Амнезия. Дневник потерявшего память - Натали Сомерс
Шрифт:
Интервал:
Закладка:
И открыла рот, заглотив столько воздуха, будто собиралась проплыть двадцать тысяч лье под водой. Я зажал ей рот ладонью: и так было понятно, кому поверят.
– Ладно-ладно, пройду я твой дурацкий кастинг. Но все равно не понимаю, зачем тебе все это.
Аделина удовлетворенно вздохнула и улыбнулась.
– Каждый развлекается как может. В следующий раз подумаешь, прежде чем преследовать людей. Ты же влез в мою личную жизнь, а такое преследуется по закону. Еще легко отделался.
Вот в этом я был не очень уверен. Законы Аделины казались значительно суровее законов Франции.
– Но я же совсем ничего не знаю о театре, – проворчал я. – Только на посмешище себя выставлю.
– Ничего страшного, от позора еще никто не умирал, иначе тебя бы уже на свете не было. А что касается театра, не волнуйся. На первом прослушивании с тебя спросят мало.
Все это Аделина произнесла совершенно невозмутимым тоном. Конечно, одного взгляда было достаточно, чтобы понять: эта девчонка не лыком шита. Однако как я мог догадаться, что именно меня ждет?
Чтобы я не сбежал, Аделина пропустила меня вперед. Бородач мельком взглянул на меня и спросил номер телефона и фамилию. Я произнес по слогам – Ва-лин-цки, – и пути назад больше не было. За спиной снова послышались приглушенные звуки выхлопной трубы. Очередной вопрос бородача меня озадачил:
– Тенор, баритон или бас?
Я заколебался.
– Тенор, – ответила за меня Аделина.
Парень протянул мне листок, на котором жирными красными буквами было написано «тенор», и пригласил пройти в следующий коридор. Поджидая Аделину, я пялился на листочек – партитура. Над нотным станом и словами красовался заголовок «Короли ночной Вероны».

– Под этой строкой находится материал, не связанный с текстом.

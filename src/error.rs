//! Centralized error types for mailpoll.

use std::path::PathBuf;
use thiserror::Error;

/// All errors produced by the mailpoll library.
#[derive(Error, Debug)]
pub enum MailError {
    /// I/O error with the associated file path.
    #[error("I/O error reading '{path}': {source}")]
    Io {
        path: PathBuf,
        source: std::io::Error,
    },

    /// The configuration is missing a value or holds an invalid one.
    #[error("Invalid configuration: {0}")]
    Config(String),

    /// Connecting or authenticating to the server failed.
    #[error("Could not connect to {endpoint}: {reason}")]
    Connection { endpoint: String, reason: String },

    /// The mailbox does not exist or could not be selected.
    #[error("Could not select mailbox '{mailbox}': {reason}")]
    Mailbox { mailbox: String, reason: String },

    /// The UNSEEN search failed.
    #[error("Search for unseen messages failed: {0}")]
    Search(String),

    /// A single message could not be fetched.
    #[error("Failed to fetch message UID {uid}: {reason}")]
    Fetch { uid: u32, reason: String },

    /// A MIME decoding error.
    #[error("MIME decoding error: {0}")]
    Decode(String),

    /// A batch flag update (or the expunge after it) failed.
    #[error("Failed to update flags for UIDs {uids}: {reason}")]
    FlagUpdate { uids: String, reason: String },

    /// The event sink rejected an event.
    #[error("Failed to emit event: {0}")]
    Emit(String),

    /// A mailbox operation was attempted without an open session.
    #[error("No open IMAP session")]
    NotConnected,
}

/// Convenience alias for `Result<T, MailError>`.
pub type Result<T> = std::result::Result<T, MailError>;

impl MailError {
    /// Create an `Io` variant from a path and an `io::Error`.
    pub fn io(path: impl Into<PathBuf>, source: std::io::Error) -> Self {
        Self::Io {
            path: path.into(),
            source,
        }
    }
}

/// A failure reported by the transport underneath a session.
///
/// The session manager wraps it into the matching [`MailError`] variant
/// together with the UID or mailbox it concerned.
#[derive(Error, Debug)]
#[error("{0}")]
pub struct ProtocolError(pub String);

impl ProtocolError {
    pub fn new(reason: impl Into<String>) -> Self {
        Self(reason.into())
    }
}

impl From<imap::Error> for ProtocolError {
    fn from(e: imap::Error) -> Self {
        Self(e.to_string())
    }
}

impl From<std::io::Error> for ProtocolError {
    fn from(e: std::io::Error) -> Self {
        Self(e.to_string())
    }
}

impl From<native_tls::Error> for ProtocolError {
    fn from(e: native_tls::Error) -> Self {
        Self(format!("TLS error: {e}"))
    }
}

– Ты шутишь? – спросил я Аделину, когда она тоже покончила с опросом.
Страшно гордясь собой, она чуть не задыхалась от смеха.
– Ты разве не слышал о мюзикле «Ромео и Джульетта»?

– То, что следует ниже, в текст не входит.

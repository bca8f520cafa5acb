//! Core data model types: emitted events and the MIME part tree.

pub mod event;
pub mod part;
//! Decoding of individual `.eml` files (RFC 5322 messages on disk).

use std::path::Path;

use crate::error::{MailError, Result};
use crate::model::event::Event;
use crate::parser::decoder::MailDecoder;

/// Read a single `.eml` file and decode it into an [`Event`].
///
/// A leading mbox `From ` separator line is tolerated.
pub fn decode_eml(path: impl AsRef<Path>, decoder: &MailDecoder) -> Result<Event> {
    let path = path.as_ref();
    let data = std::fs::read(path).map_err(|e| MailError::io(path, e))?;
    decoder.decode(&data)
}

#[cfg(test)]
mod tests {
    use super::*;
    use std::io::Write;

    #[test]
    fn test_decode_eml_file() {
        let mut file = tempfile::NamedTempFile::new().unwrap();
        file.write_all(b"From a@b.com Thu Jan 01 00:00:00 2024\nSubject: Hi\n\nBody\n")
            .unwrap();
        let event = decode_eml(file.path(), &MailDecoder::default()).unwrap();
        assert_eq!(event.message.trim_end(), "Body");
        assert!(event.header("subject").is_some());
    }

    #[test]
    fn test_decode_eml_missing_file() {
        let dir = tempfile::tempdir().unwrap();
        let result = decode_eml(dir.path().join("nope.eml"), &MailDecoder::default());
        assert!(matches!(result, Err(MailError::Io { .. })));
    }
}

– Ты хочешь сказать, что мне придется петь?
На последнем слове голос сорвался вверх, и тут уже пришлось признать, что я пискля.
– Ну, в этом и смысл мюзиклов. Ты даже об этом забыл? А твоя песня вообще супермегазнаменитая! Даже круче моей! Повезло… – добавила она, слегка улыбнувшись.

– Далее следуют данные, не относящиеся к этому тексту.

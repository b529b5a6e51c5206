//! Filesystem scanning for markdown folders.
//!
//! Two entry points share one set of rules:
//! - [`list_children`] lists a single directory level for the tree
//! - [`walk_markdown_files`] lazily walks a whole folder for content search
//!
//! Hidden entries (leading `.`) and a fixed set of tool/OS directories are
//! dropped entirely; excluded directories are never descended into. Only
//! files with a markdown extension are kept. Read failures degrade to "no
//! entries" and are logged at debug level.

use crate::types::EntryDescriptor;
use std::cmp::Ordering;
use std::fs;
use std::iter::Peekable;
use std::path::{Path, PathBuf};
use std::str::Chars;
use tracing::debug;
use unicode_normalization::char::is_combining_mark;
use unicode_normalization::UnicodeNormalization;
use walkdir::WalkDir;

/// File extensions treated as markdown, compared case-insensitively.
pub const MARKDOWN_EXTENSIONS: &[&str] = &["md", "markdown"];

/// Entry names that are never listed or walked.
pub const EXCLUDED_NAMES: &[&str] = &[
    "node_modules",
    ".git",
    ".build",
    ".swiftpm",
    "__pycache__",
    ".DS_Store",
    "Thumbs.db",
];

/// Check if an entry name is hidden or in the exclusion set.
pub fn is_excluded_name(name: &str) -> bool {
    name.starts_with('.') || EXCLUDED_NAMES.contains(&name)
}

/// Check if a path has a markdown extension.
pub fn is_markdown_file(path: &Path) -> bool {
    path.extension()
        .and_then(|ext| ext.to_str())
        .map_or(false, |ext| {
            MARKDOWN_EXTENSIONS
                .iter()
                .any(|md| ext.eq_ignore_ascii_case(md))
        })
}

/// List the immediate entries of `dir` that belong in the tree.
///
/// Directories are kept unconditionally, files only when they are markdown.
/// The result is unsorted; see [`sort_entries`]. An unreadable directory
/// yields an empty list.
pub fn list_children(dir: &Path) -> Vec<EntryDescriptor> {
    let read_dir = match fs::read_dir(dir) {
        Ok(read_dir) => read_dir,
        Err(e) => {
            debug!(path = %dir.display(), error = %e, "Cannot list directory");
            return Vec::new();
        }
    };

    let mut entries = Vec::new();
    for entry in read_dir {
        let entry = match entry {
            Ok(entry) => entry,
            Err(e) => {
                debug!(path = %dir.display(), error = %e, "Skipping unreadable entry");
                continue;
            }
        };

        let name = entry.file_name().to_string_lossy().into_owned();
        if is_excluded_name(&name) {
            continue;
        }

        // file_type() does not follow symlinks, so linked directories are
        // never treated as directories and cannot form cycles.
        let is_dir = match entry.file_type() {
            Ok(file_type) => file_type.is_dir(),
            Err(e) => {
                debug!(name = %name, error = %e, "Skipping entry without file type");
                continue;
            }
        };

        let path = entry.path();
        if is_dir || is_markdown_file(&path) {
            entries.push(EntryDescriptor::new(path, name, is_dir));
        }
    }

    entries
}

/// Sort sibling entries: directories first, then by name.
pub fn sort_entries(entries: &mut [EntryDescriptor]) {
    entries.sort_by(|a, b| {
        b.is_dir
            .cmp(&a.is_dir)
            .then_with(|| compare_names(&a.name, &b.name))
    });
}

/// Compare two entry names the way a file browser does.
///
/// Case- and accent-insensitive, with runs of digits compared by numeric
/// value so that `note2.md` sorts before `note10.md` and `Éclair.md` sits
/// between `apple.md` and `zebra.md`. Names that are equal after folding
/// are ordered by their accents, then by their raw bytes, so the order is
/// total.
pub fn compare_names(a: &str, b: &str) -> Ordering {
    natural_cmp(&fold_name(a), &fold_name(b))
        .then_with(|| natural_cmp(&a.to_lowercase(), &b.to_lowercase()))
        .then_with(|| a.cmp(b))
}

/// Primary sort key: decomposed, stripped of combining marks, lowercased.
fn fold_name(name: &str) -> String {
    name.nfd()
        .filter(|c| !is_combining_mark(*c))
        .flat_map(char::to_lowercase)
        .collect()
}

fn natural_cmp(a: &str, b: &str) -> Ordering {
    let mut left = a.chars().peekable();
    let mut right = b.chars().peekable();

    loop {
        match (left.peek().copied(), right.peek().copied()) {
            (None, None) => return Ordering::Equal,
            (None, Some(_)) => return Ordering::Less,
            (Some(_), None) => return Ordering::Greater,
            (Some(x), Some(y)) if x.is_ascii_digit() && y.is_ascii_digit() => {
                let x_run = take_digits(&mut left);
                let y_run = take_digits(&mut right);
                let ord = compare_digit_runs(&x_run, &y_run);
                if ord != Ordering::Equal {
                    return ord;
                }
            }
            (Some(x), Some(y)) => {
                left.next();
                right.next();
                if x != y {
                    return x.cmp(&y);
                }
            }
        }
    }
}

fn take_digits(chars: &mut Peekable<Chars<'_>>) -> String {
    let mut run = String::new();
    while let Some(c) = chars.peek().copied().filter(char::is_ascii_digit) {
        run.push(c);
        chars.next();
    }
    run
}

fn compare_digit_runs(a: &str, b: &str) -> Ordering {
    let a_trimmed = a.trim_start_matches('0');
    let b_trimmed = b.trim_start_matches('0');
    a_trimmed
        .len()
        .cmp(&b_trimmed.len())
        .then_with(|| a_trimmed.cmp(b_trimmed))
}

/// Lazily walk `root` and yield every markdown file beneath it.
///
/// Excluded and hidden directories are pruned without being read. The walk
/// does filesystem work only as the iterator is advanced, so a caller that
/// stops consuming it (or drops it) stops the walk.
pub fn walk_markdown_files(root: &Path) -> impl Iterator<Item = PathBuf> {
    walk_markdown_files_while(root, || true)
}

/// [`walk_markdown_files`] that ends as soon as `keep_going` returns false.
///
/// `keep_going` is consulted before every entry the walk visits, markdown
/// or not, so a stop request takes effect even inside large directories
/// with no markdown files.
pub fn walk_markdown_files_while<F>(
    root: &Path,
    mut keep_going: F,
) -> impl Iterator<Item = PathBuf>
where
    F: FnMut() -> bool,
{
    WalkDir::new(root)
        .into_iter()
        .filter_entry(|entry| {
            entry.depth() == 0 || !is_excluded_name(&entry.file_name().to_string_lossy())
        })
        .take_while(move |_| keep_going())
        .filter_map(|entry| match entry {
            Ok(entry) => Some(entry),
            Err(e) => {
                debug!(error = %e, "Skipping unreadable entry during walk");
                None
            }
        })
        .filter(|entry| !entry.file_type().is_dir() && is_markdown_file(entry.path()))
        .map(walkdir::DirEntry::into_path)
}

– Ага, смейся. Сама прекрасно знаешь, что, во-первых, у меня амнезия, а во-вторых, не в моих правилах распевать всякие песенки!
– Да все поют в ду́ше!
– Не у меня дома. Да это и домом назвать-то сложно, – угрюмо ответил я.
Аделина закусила губу. На мгновение мне даже показалось, что ей неловко, – но лишь на мгновение.
– Да и по фигу. Может, прошлый Ромен не пел, а новому это даже понравится!
Несколько секунд я пристально смотрел на нее, а потом подумал, что она права. Надо рискнуть. В конце концов, что я теряю?
– Ладно, я попробую, но одна проблема все же есть: я не знаю эту песню!
Аделина закатила глаза и, я почти в этом уверен, пробормотала: «Да что ж ты такой тормоз!»
Потом она предложила мне пойти в туалет вместе и разучить песню. Какое облегчение я испытал, дорогой мой дневник, когда ровно в этот момент прозвучала моя фамилия! От одной только мысли оказаться с Аделиной наедине в туалете меня бросило в холодный пот.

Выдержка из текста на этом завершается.